Opini
Problem Demokrasi di Sulawesi Utara
5 Provinsi paling rawan praktik politik uang yakni Maluku Utara dengan skor tertinggi 100, Lampung 55,56, Jawa Barat 50, Banten 44,44, dan Sulut 38,89
Penulis: A.B. Rusli (Dosen IAIN Manado)
TRIBUNMANADO.CO.ID - Tulisan ini ingin mendiskusikan seperti apa kinerja Gubernur Olly Dondokambey-politisi senior Partai Demokrasi Indonesia Perjuangan (PDIP)- dalam memutus mata rantai politik uang yang telah beredar di kalangan warga pada Pemilu Legislatif di 11 Kabupaten, 4 Kota, 171 Kecamatan, 332 Kelurahan dan 1.507 desa di Provinsi Sulawesi Utara.
Pertanyaan ini tentu sangat relevan sebab pada tahun 2023 Badan Pengawas Pemilihan Umum (Bawaslu) menunjukkan 5 Provinsi paling rawan praktik politik uang yakni Maluku Utara dengan skor tertinggi 100, Lampung 55,56, Jawa Barat 50, Banten 44,44, dan Sulawesi Utara 38,89 (www.bawaslu.go.id).
Terpilihnya Yudhiawan Wibisono sebagai Kapolda baru di Sulawesi Utara menggantikan Setyo Budiyanto adalah tanda sirkulasi elite dikubu Polri bekerja dengan baik.
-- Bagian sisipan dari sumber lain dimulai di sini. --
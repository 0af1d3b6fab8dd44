// Copyright 2025 Kirky.X
//
// Licensed under the Apache License, Version 2.0 (the "License");
// you may not use this file except in compliance with the License.
// You may obtain a copy of the License at
//
//     http://www.apache.org/licenses/LICENSE-2.0
//
// Unless required by applicable law or agreed to in writing, software
// distributed under the License is distributed on an "AS IS" BASIS,
// WITHOUT WARRANTIES OR CONDITIONS OF ANY KIND, either express or implied.
// See the License for the specific language governing permissions and
// limitations under the License.

pub mod crawl;
pub mod order;
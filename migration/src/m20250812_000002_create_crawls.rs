use sea_orm_migration::prelude::*;

#[derive(DeriveMigrationName)]
pub struct Migration;

#[async_trait::async_trait]
impl MigrationTrait for Migration {
    async fn up(&self, manager: &SchemaManager) -> Result<(), DbErr> {
        // Create crawls table. The marketing columns are editor-owned and
        // stay NULL until filled in from the CMS side.
        manager
            .create_table(
                Table::create()
                    .table(Crawls::Table)
                    .if_not_exists()
                    .col(
                        ColumnDef::new(Crawls::Id)
                            .uuid()
                            .not_null()
                            .primary_key(),
                    )
                    .col(ColumnDef::new(Crawls::EventbriteId).string())
                    .col(ColumnDef::new(Crawls::Name).string())
                    .col(ColumnDef::new(Crawls::Slug).string())
                    .col(ColumnDef::new(Crawls::ShortDescription).text())
                    .col(ColumnDef::new(Crawls::Status).string().not_null())
                    .col(ColumnDef::new(Crawls::EventDateStart).timestamp_with_time_zone())
                    .col(ColumnDef::new(Crawls::EventDateEnd).timestamp_with_time_zone())
                    .col(ColumnDef::new(Crawls::EventDateStart2).timestamp_with_time_zone())
                    .col(ColumnDef::new(Crawls::EventDateEnd2).timestamp_with_time_zone())
                    .col(ColumnDef::new(Crawls::EventDateStart3).timestamp_with_time_zone())
                    .col(ColumnDef::new(Crawls::EventDateEnd3).timestamp_with_time_zone())
                    .col(ColumnDef::new(Crawls::CrawlImage1).string())
                    .col(ColumnDef::new(Crawls::CrawlImage1Alt).string())
                    .col(ColumnDef::new(Crawls::CrawlImage2).string())
                    .col(ColumnDef::new(Crawls::CrawlImage2Alt).string())
                    .col(ColumnDef::new(Crawls::CrawlImage3).string())
                    .col(ColumnDef::new(Crawls::CrawlImage3Alt).string())
                    .col(ColumnDef::new(Crawls::CrawlImage4).string())
                    .col(ColumnDef::new(Crawls::CrawlImage4Alt).string())
                    .col(ColumnDef::new(Crawls::CrawlImageVerticalUrl).string())
                    .col(ColumnDef::new(Crawls::CrawlImageVerticalAlt).string())
                    .col(ColumnDef::new(Crawls::AltName).string())
                    .col(ColumnDef::new(Crawls::City).string())
                    .col(ColumnDef::new(Crawls::Collection).string())
                    .col(ColumnDef::new(Crawls::Theme).string())
                    .col(ColumnDef::new(Crawls::Neighborhood).string())
                    .col(ColumnDef::new(Crawls::Price).string())
                    .col(ColumnDef::new(Crawls::CheckinVenue1).string())
                    .col(ColumnDef::new(Crawls::KeywordsH2).text())
                    .col(ColumnDef::new(Crawls::KeywordsParagraph).text())
                    .col(ColumnDef::new(Crawls::SeoTitle).string())
                    .col(ColumnDef::new(Crawls::SeoDescription).text())
                    .col(
                        ColumnDef::new(Crawls::CreatedAt)
                            .timestamp_with_time_zone()
                            .not_null()
                            .default(Expr::current_timestamp()),
                    )
                    .col(
                        ColumnDef::new(Crawls::UpdatedAt)
                            .timestamp_with_time_zone()
                            .not_null()
                            .default(Expr::current_timestamp()),
                    )
                    .to_owned(),
            )
            .await
    }

    async fn down(&self, manager: &SchemaManager) -> Result<(), DbErr> {
        manager
            .drop_table(Table::drop().table(Crawls::Table).to_owned())
            .await
    }
}

#[derive(DeriveIden)]
enum Crawls {
    Table,
    Id,
    EventbriteId,
    Name,
    Slug,
    ShortDescription,
    Status,
    EventDateStart,
    EventDateEnd,
    EventDateStart2,
    EventDateEnd2,
    EventDateStart3,
    EventDateEnd3,
    CrawlImage1,
    CrawlImage1Alt,
    CrawlImage2,
    CrawlImage2Alt,
    CrawlImage3,
    CrawlImage3Alt,
    CrawlImage4,
    CrawlImage4Alt,
    CrawlImageVerticalUrl,
    CrawlImageVerticalAlt,
    AltName,
    City,
    Collection,
    Theme,
    Neighborhood,
    Price,
    CheckinVenue1,
    KeywordsH2,
    KeywordsParagraph,
    SeoTitle,
    SeoDescription,
    CreatedAt,
    UpdatedAt,
}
Tapi, di sisi lain dia dituntut untuk menyelesaikan masalah korupsi di daerah ini sekaligus mengamankan Pemilu 2024.
Karena, Sulawesi Utara masuk daerah dengan Indeks Kerawanan Pemilu (IKP) tertinggi kedua se-Indonesia. Informasi ini tentu saja merupakan akumulasi dari kecurangan pada pesta demokrasi 2014 dan 2019.
Indonesia Corruption Watch (ICW) memandang Pemilu Legislatif 2014 sebagai pemilu paling brutal, massif, kapitalis, kanibal dan korup. Pandangan tersebut tentu akibat dari maraknya praktek politik uang di berbagai daerah. Krisis ini pun berlanjut pada Pemilu Legislatif 2019. Politik uang adalah patronase dan klientelisme yang bekerja dalam satu sistem sosial.
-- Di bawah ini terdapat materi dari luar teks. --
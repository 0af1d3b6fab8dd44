// Copyright (c) 2025 Kirky.X
//
// Licensed under the MIT License
// See LICENSE file in the project root for full license information.

use crate::config::settings::Settings;
use crate::domain::repositories::crawl_repository::CrawlRepository;
use crate::domain::repositories::order_repository::OrderRepository;
use crate::domain::repositories::storage_repository::StorageRepository;
use crate::infrastructure::eventbrite::EventbriteClient;
use crate::presentation::handlers::eventbrite_handler;
use axum::{
    routing::{get, post},
    Extension, Router,
};
use std::sync::Arc;
use tower_http::trace::TraceLayer;

/// 创建应用路由
///
/// 对仓库和存储保持泛型，集成测试用内存实现替换真实后端。
///
/// # 返回值
///
/// 返回配置好的路由
pub fn app<O, C, S>(
    settings: Arc<Settings>,
    eventbrite: EventbriteClient,
    order_repo: Arc<O>,
    crawl_repo: Arc<C>,
    storage: Arc<S>,
) -> Router
where
    O: OrderRepository + 'static,
    C: CrawlRepository + 'static,
    S: StorageRepository + 'static,
{
    let public_routes = Router::new()
        .route("/health", get(health_check))
        .route("/v1/version", get(version));

    let webhook_routes = Router::new().route(
        "/api/webhooks/eventbrite",
        post(eventbrite_handler::handle_eventbrite_webhook::<O, C, S>),
    );

    Router::new()
        .merge(public_routes)
        .merge(webhook_routes)
        .layer(Extension(settings))
        .layer(Extension(eventbrite))
        .layer(Extension(order_repo))
        .layer(Extension(crawl_repo))
        .layer(Extension(storage))
        .layer(TraceLayer::new_for_http())
}

/// 健康检查端点
///
/// # 返回值
///
/// 返回"OK"字符串
pub async fn health_check() -> &'static str {
    "OK"
}

/// 版本信息端点
///
/// # 返回值
///
/// 返回应用版本号
pub async fn version() -> &'static str {
    env!("CARGO_PKG_VERSION")
}
// Copyright 2025 Kirky.X
//
// Licensed under the Apache License, Version 2.0 (the "License");
// you may not use this file except in compliance with the License.
// You may obtain a copy of the License at
//
//     http://www.apache.org/licenses/LICENSE-2.0
//
// Unless required by applicable law or agreed to in writing, software
// distributed under the License is distributed on an "AS IS" BASIS,
// WITHOUT WARRANTIES OR CONDITIONS OF ANY KIND, either express or implied.
// See the License for the specific language governing permissions and
// limitations under the License.

use crate::domain::models::eventbrite::{EventbriteEvent, EventbriteEventList, EventbriteOrder};
use crate::utils::url_utils;
use reqwest::{header, Client};
use serde::de::DeserializeOwned;
use std::time::Duration;
use tracing::{error, warn};

/// Eventbrite API 客户端
#[derive(Clone)]
pub struct EventbriteClient {
    /// HTTP客户端
    client: Client,
    /// API Bearer 令牌
    api_token: Option<String>,
}

impl EventbriteClient {
    /// 创建新的 Eventbrite 客户端实例
    ///
    /// # 参数
    ///
    /// * `api_token` - API Bearer 令牌，缺失时补充查询被跳过
    ///
    /// # 返回值
    ///
    /// 返回新的 Eventbrite 客户端实例
    pub fn new(api_token: Option<String>) -> Self {
        let mut headers = header::HeaderMap::new();
        headers.insert(
            header::USER_AGENT,
            header::HeaderValue::from_static("Ticketrs-Webhook/0.1.0"),
        );
        Self {
            client: Client::builder()
                .default_headers(headers)
                .timeout(Duration::from_secs(10))
                .build()
                .expect("reqwest client construction cannot fail with static configuration"),
            api_token,
        }
    }

    /// 共享的 HTTP 客户端，图片镜像等处复用
    pub fn http(&self) -> &Client {
        &self.client
    }

    /// 获取订单详情
    ///
    /// 令牌或 API URL 缺失时跳过查询；任何传输或 HTTP 错误都降级
    /// 为 None，订单记录仅由载荷填充。
    pub async fn fetch_order(&self, api_url: Option<&str>) -> Option<EventbriteOrder> {
        let (url, token) = self.credentials(api_url)?;

        match self.get_json::<EventbriteOrder>(url, token).await {
            Ok(order) => Some(order),
            Err(e) => {
                error!("Unable to fetch Eventbrite order details: {}", e);
                None
            }
        }
    }

    /// 获取活动详情
    ///
    /// 若 URL 指向系列而非单个活动：先取系列下的活动列表，取第一
    /// 个并拉取其详情；列表为空时退到合集端点取第一个条目。所有
    /// 失败都降级为已取得的最丰富数据。
    pub async fn fetch_event(&self, api_url: Option<&str>) -> Option<EventbriteEvent> {
        let (url, token) = self.credentials(api_url)?;

        let event = match self.get_json::<EventbriteEvent>(url, token).await {
            Ok(event) => event,
            Err(e) => {
                error!("Unable to fetch Eventbrite event details: {}", e);
                return None;
            }
        };

        if event.is_series != Some(true) {
            return Some(event);
        }

        let base = url_utils::ensure_trailing_slash(url);
        let listed = match self
            .get_json::<EventbriteEventList>(&format!("{}events/", base), token)
            .await
        {
            Ok(list) => list.events,
            Err(e) => {
                error!("Unable to list Eventbrite series events: {}", e);
                return Some(event);
            }
        };

        if let Some(first) = listed.into_iter().next() {
            // Series listings are abbreviated, follow the resource URI for
            // the full event detail when one is given.
            if let Some(uri) = first.resource_uri.clone() {
                return match self.get_json::<EventbriteEvent>(&uri, token).await {
                    Ok(detail) => Some(detail),
                    Err(e) => {
                        error!("Unable to fetch Eventbrite series event detail: {}", e);
                        Some(first)
                    }
                };
            }
            return Some(first);
        }

        match self
            .get_json::<EventbriteEventList>(&format!("{}collection/", base), token)
            .await
        {
            Ok(collection) => collection.events.into_iter().next().or(Some(event)),
            Err(e) => {
                error!("Unable to fetch Eventbrite collection: {}", e);
                Some(event)
            }
        }
    }

    fn credentials<'a>(&'a self, api_url: Option<&'a str>) -> Option<(&'a str, &'a str)> {
        let token = match self.api_token.as_deref() {
            Some(token) if !token.is_empty() => token,
            _ => {
                warn!("Eventbrite API token is not configured.");
                return None;
            }
        };
        let url = api_url?;
        Some((url, token))
    }

    async fn get_json<T: DeserializeOwned>(
        &self,
        url: &str,
        token: &str,
    ) -> Result<T, reqwest::Error> {
        self.client
            .get(url)
            .bearer_auth(token)
            .send()
            .await?
            .error_for_status()?
            .json::<T>()
            .await
    }
}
Patronase adalah materi yang didistribusikan oleh para politisi kepada pemilih atau pendukung dengan kontrak perjanjian suara. Sedangkan klientelisme adalah hubungan personal antara para politisi dengan pemilih atau pendukung berdasarkan aspek kekeluargaan (Aspinall&Sukmajati, 2015).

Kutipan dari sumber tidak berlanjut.